Nearly 1,000 people showed up for the job fair, held from 10 a.m. to 3 p.m. Dozens of employers participated in the event. Connecticut has an unemployment rate of approximately 9.1 percent.
The job-seekers included people like Wanda Fuentes, who was laid off from her 20-year job as a bank executive last year, only to find work and then be laid off again this year. “I'd like to change careers, but it’s hard,” Fuentes said. “It seems like I am over-qualified for some jobs, and don't have enough experience for others.”
Jillian Dumulo was a recruiter for First Niagara Bank, which has openings for tellers and back office positions. “We're definitely expanding, and we are looking for high-energy individuals who are good at customer service and teamwork,” Dumulo said. “We've seen some good candidates here today.”

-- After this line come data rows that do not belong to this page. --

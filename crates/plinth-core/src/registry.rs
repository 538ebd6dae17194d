//! Extension registry: the lifecycle orchestrator.
//!
//! Owns the id -> entry map and drives each entry through
//! `Unregistered -> Activating -> Active -> Deactivating -> Unregistered`,
//! with `Activating -> Failed` on activation error. Failed entries keep
//! their manifest listed for diagnostics but never appear in the
//! aggregate views.
//!
//! Register/unregister for one id are serialized in-component through a
//! per-id async mutex, so racing callers cannot interleave activation and
//! deactivation of the same extension.

use std::collections::HashMap;
use std::panic::{catch_unwind, AssertUnwindSafe};
use std::sync::Arc;

use dashmap::DashMap;
use parking_lot::RwLock;
use tokio::sync::Mutex;
use tracing::{info, warn};

use plinth_protocols::error::RegistryError;
use plinth_protocols::event::{RegistryEvent, RegistryEventKind};
use plinth_protocols::extension::{Extension, ExtensionContext, ExtensionManifest, ExtensionStatus};
use plinth_protocols::subscriber::{SubscriberId, Subscribers};
use plinth_protocols::{
    ChannelDefinition, Host, RuntimeContribution, ServiceDefinition, ToolDefinition, UiSlot,
};

/// Options for registering an extension.
#[derive(Debug, Clone, Default)]
pub struct RegisterOptions {
    /// Host-provided configuration handed to the extension's context.
    pub config: serde_json::Value,
}

/// Public view of one registry entry. Contributions stay owned by the
/// registry; external holders only see copies.
#[derive(Debug, Clone)]
pub struct RegistryEntrySnapshot {
    pub manifest: ExtensionManifest,
    pub status: ExtensionStatus,
    pub last_error: Option<String>,
}

struct Entry {
    extension: Arc<dyn Extension>,
    manifest: ExtensionManifest,
    status: ExtensionStatus,
    contribution: Option<RuntimeContribution>,
    context: ExtensionContext,
    last_error: Option<String>,
}

/// Registry for managing extension lifecycle.
pub struct ExtensionRegistry {
    host: Arc<dyn Host>,
    entries: RwLock<HashMap<String, Entry>>,
    id_locks: DashMap<String, Arc<Mutex<()>>>,
    events: Subscribers<RegistryEvent>,
}

impl ExtensionRegistry {
    /// Create a new registry bound to a host capability surface.
    pub fn new(host: Arc<dyn Host>) -> Self {
        Self {
            host,
            entries: RwLock::new(HashMap::new()),
            id_locks: DashMap::new(),
            events: Subscribers::new(),
        }
    }

    /// Register and activate an extension.
    ///
    /// Rejects a duplicate id without mutating state. On activation
    /// failure the entry transitions to `Failed`, the error is recorded on
    /// it, an `error` event is emitted, and the extension is excluded from
    /// the aggregate views; the caller also receives the error.
    pub async fn register(
        &self,
        extension: Arc<dyn Extension>,
        options: RegisterOptions,
    ) -> Result<(), RegistryError> {
        let manifest = extension.manifest().clone();
        let id = manifest.id.clone();

        let lock = self.id_lock(&id);
        let _guard = lock.lock().await;

        {
            let mut entries = self.entries.write();
            if entries.contains_key(&id) {
                return Err(RegistryError::AlreadyRegistered(id));
            }

            let context = ExtensionContext::new(&id, options.config);
            entries.insert(
                id.clone(),
                Entry {
                    extension: extension.clone(),
                    manifest: manifest.clone(),
                    status: ExtensionStatus::Activating,
                    contribution: None,
                    context,
                    last_error: None,
                },
            );
        }
        self.emit(RegistryEvent::new(RegistryEventKind::Registered, &id));

        // Capability subset check, before activate and before any side
        // effect in the extension.
        let missing: Vec<_> = manifest
            .required_capabilities
            .difference(self.host.capabilities())
            .copied()
            .collect();
        if !missing.is_empty() {
            let err = RegistryError::MissingCapabilities {
                extension: id.clone(),
                missing,
            };
            self.fail_entry(&id, err.to_string());
            return Err(err);
        }

        let context = match self.entry_context(&id) {
            Some(context) => context,
            None => return Err(RegistryError::NotFound(id)),
        };

        match extension.activate(self.host.clone(), &context).await {
            Ok(contribution) => {
                {
                    let mut entries = self.entries.write();
                    if let Some(entry) = entries.get_mut(&id) {
                        entry.status = ExtensionStatus::Active;
                        entry.contribution = Some(contribution);
                    }
                }
                info!(extension = %id, version = %manifest.version, "extension activated");
                self.emit(RegistryEvent::new(RegistryEventKind::Activated, &id));
                Ok(())
            }
            Err(source) => {
                self.fail_entry(&id, source.to_string());
                Err(RegistryError::Activation {
                    extension: id,
                    source,
                })
            }
        }
    }

    /// Deactivate and remove an extension.
    ///
    /// Returns [`RegistryError::NotFound`] for an unknown id without
    /// touching any state. Teardown is best-effort: a failing dispose hook
    /// or `deactivate` is logged and never blocks entry removal.
    pub async fn unregister(&self, id: &str) -> Result<(), RegistryError> {
        let lock = self.id_lock(id);
        let guard = lock.lock().await;

        let result = self.unregister_locked(id).await;

        drop(guard);
        // Prune the per-id lock unless a racing caller holds its own clone
        // (count 2 = the map's entry plus this call's).
        self.id_locks
            .remove_if(id, |_, entry| Arc::strong_count(entry) == 2);
        result
    }

    async fn unregister_locked(&self, id: &str) -> Result<(), RegistryError> {
        let (extension, context, contribution, was_active) = {
            let mut entries = self.entries.write();
            let entry = entries
                .get_mut(id)
                .ok_or_else(|| RegistryError::NotFound(id.to_string()))?;

            let was_active = entry.status == ExtensionStatus::Active;
            entry.status = ExtensionStatus::Deactivating;
            (
                entry.extension.clone(),
                entry.context.clone(),
                entry.contribution.take(),
                was_active,
            )
        };

        if let Some(dispose) = contribution.and_then(|c| c.dispose) {
            if catch_unwind(AssertUnwindSafe(|| dispose())).is_err() {
                warn!(extension = %id, "dispose hook panicked during teardown");
            }
        }

        if was_active {
            if let Err(e) = extension.deactivate(&context).await {
                warn!(extension = %id, error = %e, "deactivate failed; removing entry anyway");
            }
            self.emit(RegistryEvent::new(RegistryEventKind::Deactivated, id));
        }

        self.entries.write().remove(id);
        info!(extension = %id, "extension unregistered");
        self.emit(RegistryEvent::new(RegistryEventKind::Unregistered, id));
        Ok(())
    }

    /// Get a snapshot of one entry.
    pub fn get(&self, id: &str) -> Option<RegistryEntrySnapshot> {
        self.entries.read().get(id).map(Entry::snapshot)
    }

    /// List snapshots of every entry, Failed ones included.
    pub fn list(&self) -> Vec<RegistryEntrySnapshot> {
        self.entries.read().values().map(Entry::snapshot).collect()
    }

    /// Check whether an id is registered.
    pub fn contains(&self, id: &str) -> bool {
        self.entries.read().contains_key(id)
    }

    /// All tools contributed by Active extensions.
    pub fn all_tools(&self) -> Vec<ToolDefinition> {
        self.collect_active(|c| c.tools.clone())
    }

    /// All services contributed by Active extensions.
    pub fn all_services(&self) -> Vec<ServiceDefinition> {
        self.collect_active(|c| c.services.clone())
    }

    /// All state channels contributed by Active extensions.
    pub fn all_state_channels(&self) -> Vec<ChannelDefinition> {
        self.collect_active(|c| c.state_channels.clone())
    }

    /// All UI slots contributed by Active extensions.
    pub fn all_slots(&self) -> Vec<UiSlot> {
        self.collect_active(|c| c.slots.clone())
    }

    /// Subscribe to lifecycle events. Dispatch is synchronous and a
    /// panicking listener never blocks delivery to the others.
    pub fn subscribe(&self, listener: impl Fn(&RegistryEvent) + Send + Sync + 'static) -> SubscriberId {
        self.events.add(listener)
    }

    /// Remove an event listener; idempotent.
    pub fn unsubscribe(&self, id: SubscriberId) {
        self.events.remove(id);
    }

    fn collect_active<T>(&self, f: impl Fn(&RuntimeContribution) -> Vec<T>) -> Vec<T> {
        self.entries
            .read()
            .values()
            .filter(|entry| entry.status == ExtensionStatus::Active)
            .filter_map(|entry| entry.contribution.as_ref())
            .flat_map(|contribution| f(contribution))
            .collect()
    }

    fn id_lock(&self, id: &str) -> Arc<Mutex<()>> {
        self.id_locks
            .entry(id.to_string())
            .or_insert_with(|| Arc::new(Mutex::new(())))
            .clone()
    }

    fn entry_context(&self, id: &str) -> Option<ExtensionContext> {
        self.entries.read().get(id).map(|entry| entry.context.clone())
    }

    fn fail_entry(&self, id: &str, message: String) {
        {
            let mut entries = self.entries.write();
            if let Some(entry) = entries.get_mut(id) {
                entry.status = ExtensionStatus::Failed;
                entry.contribution = None;
                entry.last_error = Some(message.clone());
            }
        }
        warn!(extension = %id, error = %message, "extension activation failed");
        self.emit(
            RegistryEvent::new(RegistryEventKind::Error, id)
                .with_payload(serde_json::json!({ "message": message })),
        );
    }

    fn emit(&self, event: RegistryEvent) {
        self.events.notify(&event);
    }
}

impl Entry {
    fn snapshot(&self) -> RegistryEntrySnapshot {
        RegistryEntrySnapshot {
            manifest: self.manifest.clone(),
            status: self.status,
            last_error: self.last_error.clone(),
        }
    }
}

#[cfg(test)]
#[path = "registry_tests.rs"]
mod tests;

Blumenthal spoke with a number of people at the job fair. “We've gotten great participation from both employers and job-seekers,” he said.
In addition to the job fair, Blumenthal is co-sponsoring a bill with U.S. Rep. Rosa DeLauro (D-3rd District) that seeks to ban discrimination by employers against the unemployed. Despite the ongoing recession, some employers are increasingly unwilling to hire long-unemployed people.
Blumenthal said his office has been able to show that such discrimination is occurring due to complaints made by job-seekers to his office, and from documented cases.
“We've been seeing and hearing about ads that say unemployed people need not apply, or people unemployed for more than a certain period of time need not apply,” Blumenthal said. “Our bill would ban that type of discrimination, and impose civil penalties on employers who engage in that type of discrimination.”
Blumenthal said that he is seeking bi-partisan support for that bill, and that he hopes such a ban will make some employers think twice about only hiring people who are already employed.
With 20 million people unemployed across the country, and more than 6 million out of work for six months or more, “we've become a pink-slip nation,” Blumenthal said. “For employers to engage in that type of activity, it will make it very difficult to turn things around.”